PSF/AIX: Cause of 0421-049 & what is the timer period?

ITEM: RTA000150611



Q:                                                                              
RESPOND ELECTRONICALLY.                                                         
Route = .                                                                       
Abstract: Cause of 0421-049 & what is the timer period?                         
                                                                                
Using PSF/AIX 2.1 to print to Ethernet attached IP/4000s.  We have seen         
some 0421-049 messages about lost communication with the printer & then         
apparently PSF terminates.  My question is what causes the 0421-049 &           
how long does PSF retry/wait until it determines communication is lost?         

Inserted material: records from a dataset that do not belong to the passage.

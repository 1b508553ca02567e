//! Recommendation pipeline.
//!
//! Wires profiling, retrieval, context assembly, generation, mention
//! extraction, and enrichment into one flow. Every query resolves to a
//! displayable turn: upstream failures degrade to fallback text instead of
//! propagating to the interface layer.

use crate::config::{Prompts, Settings};
use crate::embedding::OpenAIEmbedder;
use crate::error::Result;
use crate::generation::{GenerationOrchestrator, OpenAIGenerator};
use crate::index::VectorIndex;
use crate::mentions::extract_mentions;
use crate::metadata::{Enricher, TmdbClient};
use crate::profile::Profiler;
use crate::retrieval::{ContextAssembler, Retriever};
use crate::session::{Session, Turn};
use std::sync::Arc;
use tracing::{debug, error, info, instrument, warn};

/// Fallback text shown when the movie library cannot be searched.
const RETRIEVAL_FALLBACK: &str =
    "I couldn't search the movie library just now. Please try again in a moment.";

/// The main recommendation engine.
pub struct RecommendEngine {
    retriever: Retriever,
    assembler: ContextAssembler,
    profiler: Option<Profiler>,
    orchestrator: GenerationOrchestrator,
    enricher: Enricher,
    top_k: usize,
}

impl RecommendEngine {
    /// Create an engine over a built index, wiring the OpenAI and TMDB
    /// backends from settings.
    pub fn new(settings: &Settings, index: Arc<VectorIndex>) -> Result<Self> {
        // Load prompts (with optional custom directory and variables)
        let prompts = Prompts::load(
            settings.prompts.custom_dir.as_deref(),
            Some(&settings.prompts.variables),
        )?;

        let embedder = Arc::new(OpenAIEmbedder::with_config(
            &settings.embedding.model,
            settings.embedding.dimensions as usize,
        ));
        let retriever = Retriever::new(embedder, index);

        let profiler = if settings.profile.enabled {
            info!("Taste profiling enabled ({})", settings.profile.model);
            Some(Profiler::new(
                Arc::new(OpenAIGenerator::new(
                    &settings.profile.model,
                    settings.profile.temperature,
                )),
                prompts.clone(),
            ))
        } else {
            None
        };

        let generator = Arc::new(OpenAIGenerator::new(
            &settings.generation.model,
            settings.generation.temperature,
        ));
        let orchestrator = GenerationOrchestrator::new(generator, prompts, &settings.generation);

        let tmdb = TmdbClient::new(&settings.metadata, settings.metadata_api_key());
        let enricher = Enricher::new(Arc::new(tmdb), settings.metadata.max_concurrent);

        Ok(Self {
            retriever,
            assembler: ContextAssembler::new(&settings.context),
            profiler,
            orchestrator,
            enricher,
            top_k: settings.retrieval.top_k,
        })
    }

    /// Create an engine with custom components.
    pub fn with_components(
        retriever: Retriever,
        assembler: ContextAssembler,
        profiler: Option<Profiler>,
        orchestrator: GenerationOrchestrator,
        enricher: Enricher,
        top_k: usize,
    ) -> Self {
        Self {
            retriever,
            assembler,
            profiler,
            orchestrator,
            enricher,
            top_k,
        }
    }

    /// Run the full pipeline for one query.
    ///
    /// Never fails: retrieval and generation failures resolve to a fallback
    /// turn marked `failed`.
    #[instrument(skip(self), fields(query = %query))]
    pub async fn respond(&self, query: &str) -> Turn {
        // Profiling sharpens the retrieval query; the generator always sees
        // the user's own words.
        let retrieval_query = match &self.profiler {
            Some(profiler) => match profiler.profile(query).await {
                Ok(profile) => {
                    let prompt = profile.search_prompt();
                    debug!("Retrieval query from profile: {}", prompt);
                    prompt
                }
                Err(e) => {
                    warn!("Profiling failed, retrieving on raw query: {}", e);
                    query.to_string()
                }
            },
            None => query.to_string(),
        };

        let candidates = match self.retriever.retrieve(&retrieval_query, self.top_k).await {
            Ok(candidates) => candidates,
            Err(e) => {
                error!("Retrieval failed: {}", e);
                return Turn::assistant(RETRIEVAL_FALLBACK.to_string(), Vec::new(), true);
            }
        };

        let context = self.assembler.assemble(&candidates);
        debug!(
            "Grounding on {} of {} candidates",
            context.included(),
            candidates.len()
        );

        let response = self.orchestrator.generate(query, context.text()).await;
        if !response.succeeded {
            return Turn::assistant(response.text, Vec::new(), true);
        }

        let mentions = extract_mentions(&response.text);
        debug!("Extracted {} mentions", mentions.len());
        let movies = self.enricher.enrich(&mentions).await;

        Turn::assistant(response.text, movies, false)
    }

    /// Run one conversational turn against a session.
    ///
    /// Enforces the session machine: the submission is rejected while a
    /// response is in flight, and both success and fallback outcomes append
    /// an assistant turn and return the session to Idle.
    pub async fn run_turn<'s>(&self, session: &'s mut Session, text: &str) -> Result<&'s Turn> {
        let accepted = session.submit(text)?;
        let turn = self.respond(&accepted).await;
        session.complete(turn)
    }
}

#[cfg(test)]
mod tests {
    use super::*;
    use crate::config::{ContextSettings, GenerationSettings};
    use crate::corpus::MovieRecord;
    use crate::embedding::Embedder;
    use crate::error::CineMindError;
    use crate::generation::Generator;
    use crate::metadata::{MetadataProvider, MovieDetails};
    use crate::session::SessionPhase;
    use async_trait::async_trait;

    struct FixedEmbedder(Vec<f32>);

    #[async_trait]
    impl Embedder for FixedEmbedder {
        async fn embed(&self, _text: &str) -> Result<Vec<f32>> {
            Ok(self.0.clone())
        }

        async fn embed_batch(&self, texts: &[String]) -> Result<Vec<Vec<f32>>> {
            Ok(texts.iter().map(|_| self.0.clone()).collect())
        }

        fn dimensions(&self) -> usize {
            self.0.len()
        }
    }

    struct BrokenEmbedder;

    #[async_trait]
    impl Embedder for BrokenEmbedder {
        async fn embed(&self, _text: &str) -> Result<Vec<f32>> {
            Err(CineMindError::Embedding("rate limited".to_string()))
        }

        async fn embed_batch(&self, _texts: &[String]) -> Result<Vec<Vec<f32>>> {
            Err(CineMindError::Embedding("rate limited".to_string()))
        }

        fn dimensions(&self) -> usize {
            2
        }
    }

    /// Echoes back a canned reply, capturing the user prompt it was given.
    struct CannedGenerator {
        reply: Option<String>,
        last_user: std::sync::Mutex<String>,
    }

    impl CannedGenerator {
        fn new(reply: Option<&str>) -> Self {
            Self {
                reply: reply.map(|s| s.to_string()),
                last_user: std::sync::Mutex::new(String::new()),
            }
        }
    }

    #[async_trait]
    impl Generator for CannedGenerator {
        async fn complete(&self, _system: &str, user: &str) -> Result<String> {
            *self.last_user.lock().unwrap() = user.to_string();
            match &self.reply {
                Some(reply) => Ok(reply.clone()),
                None => Err(CineMindError::Generation("simulated outage".to_string())),
            }
        }

        fn model(&self) -> &str {
            "stub-model"
        }
    }

    struct StubMetadata;

    #[async_trait]
    impl MetadataProvider for StubMetadata {
        fn is_configured(&self) -> bool {
            true
        }

        async fn lookup(&self, title: &str, _year: Option<&str>) -> Result<Option<MovieDetails>> {
            Ok(Some(MovieDetails {
                canonical_title: title.to_string(),
                poster_url: Some(format!("https://posters.test/{}.jpg", title)),
                rating: Some(8.4),
                overview: Some("An overview.".to_string()),
            }))
        }
    }

    fn movie(id: u64, title: &str, year: u16, overview: &str) -> MovieRecord {
        MovieRecord {
            id,
            title: title.to_string(),
            year: Some(year),
            overview: overview.to_string(),
            genres: vec!["Sci-Fi".to_string()],
            popularity: 10.0,
        }
    }

    fn sci_fi_index() -> Arc<VectorIndex> {
        let index = VectorIndex::new();
        index
            .build(vec![
                (
                    movie(1, "Interstellar", 2014, "Explorers cross a wormhole."),
                    vec![1.0, 0.0],
                ),
                (
                    movie(2, "Arrival", 2016, "A linguist decodes an alien language."),
                    vec![0.9, 0.1],
                ),
            ])
            .unwrap();
        Arc::new(index)
    }

    fn engine_with(
        embedder: Arc<dyn Embedder>,
        generator: Arc<CannedGenerator>,
        index: Arc<VectorIndex>,
    ) -> RecommendEngine {
        let settings = GenerationSettings {
            timeout_seconds: 1,
            max_retries: 1,
            backoff_ms: 1,
            ..GenerationSettings::default()
        };
        RecommendEngine::with_components(
            Retriever::new(embedder, index),
            ContextAssembler::new(&ContextSettings::default()),
            None,
            GenerationOrchestrator::new(generator, Prompts::default(), &settings),
            Enricher::new(Arc::new(StubMetadata), 8),
            5,
        )
    }

    #[tokio::test]
    async fn test_end_to_end_grounded_response() {
        let generator = Arc::new(CannedGenerator::new(Some(
            "You should watch **Interstellar (2014)** first.",
        )));
        let engine = engine_with(
            Arc::new(FixedEmbedder(vec![1.0, 0.0])),
            generator.clone(),
            sci_fi_index(),
        );

        let turn = engine.respond("sci-fi like Interstellar").await;

        // The grounding block handed to the generator references the corpus.
        let prompt = generator.last_user.lock().unwrap().clone();
        assert!(prompt.contains("Interstellar (2014)"));
        assert!(prompt.contains("Arrival (2016)"));
        assert!(prompt.contains("sci-fi like Interstellar"));

        assert!(!turn.failed);
        assert_eq!(turn.movies.len(), 1);
        assert_eq!(turn.movies[0].title(), "Interstellar");
        assert_eq!(turn.movies[0].year(), "2014");
        assert!(turn.movies[0].poster_url.is_some());
    }

    #[tokio::test]
    async fn test_embedding_outage_degrades_to_failed_turn() {
        let generator = Arc::new(CannedGenerator::new(Some("unused")));
        let engine = engine_with(Arc::new(BrokenEmbedder), generator, sci_fi_index());

        let turn = engine.respond("anything").await;
        assert!(turn.failed);
        assert!(!turn.text.is_empty());
        assert!(turn.movies.is_empty());
    }

    #[tokio::test]
    async fn test_generation_outage_degrades_to_failed_turn() {
        let generator = Arc::new(CannedGenerator::new(None));
        let engine = engine_with(
            Arc::new(FixedEmbedder(vec![1.0, 0.0])),
            generator,
            sci_fi_index(),
        );

        let mut session = Session::new();
        let turn = engine.run_turn(&mut session, "space movies").await.unwrap();
        assert!(turn.failed);
        assert!(!turn.text.is_empty());

        // Fallback still resolves the session back to Idle.
        assert_eq!(session.phase(), SessionPhase::Idle);
        assert_eq!(session.turns().len(), 2);
    }

    #[tokio::test]
    async fn test_run_turn_rejects_empty_submission() {
        let generator = Arc::new(CannedGenerator::new(Some("unused")));
        let engine = engine_with(
            Arc::new(FixedEmbedder(vec![1.0, 0.0])),
            generator,
            sci_fi_index(),
        );

        let mut session = Session::new();
        assert!(engine.run_turn(&mut session, "   ").await.is_err());
        assert!(session.turns().is_empty());
    }
}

I have not seen any timer value externalized in PSF which relates               
to this.  It causes lots of problems for PSF to terminate in this               
way & we need to try to figure out why it is happening and how it can           
be avoided.                                                                     
                                                                                
A:                                                                             
In looking through RETAIN and the AIX Support Center records, some              
other customers are having similar problems.  One possible cause                
would be that the device intervention timer is set too low, and that            
operators are not able to respond at that intervention within the               
specified time.  However, in your customer's case, I reviewed all the           
timer settings in PSF/AIX, and the device intervention timer for all            
PSF queues (lp00-lp70) is set to 9999 or never time out; so that timer          
is not the problem in your case.                                                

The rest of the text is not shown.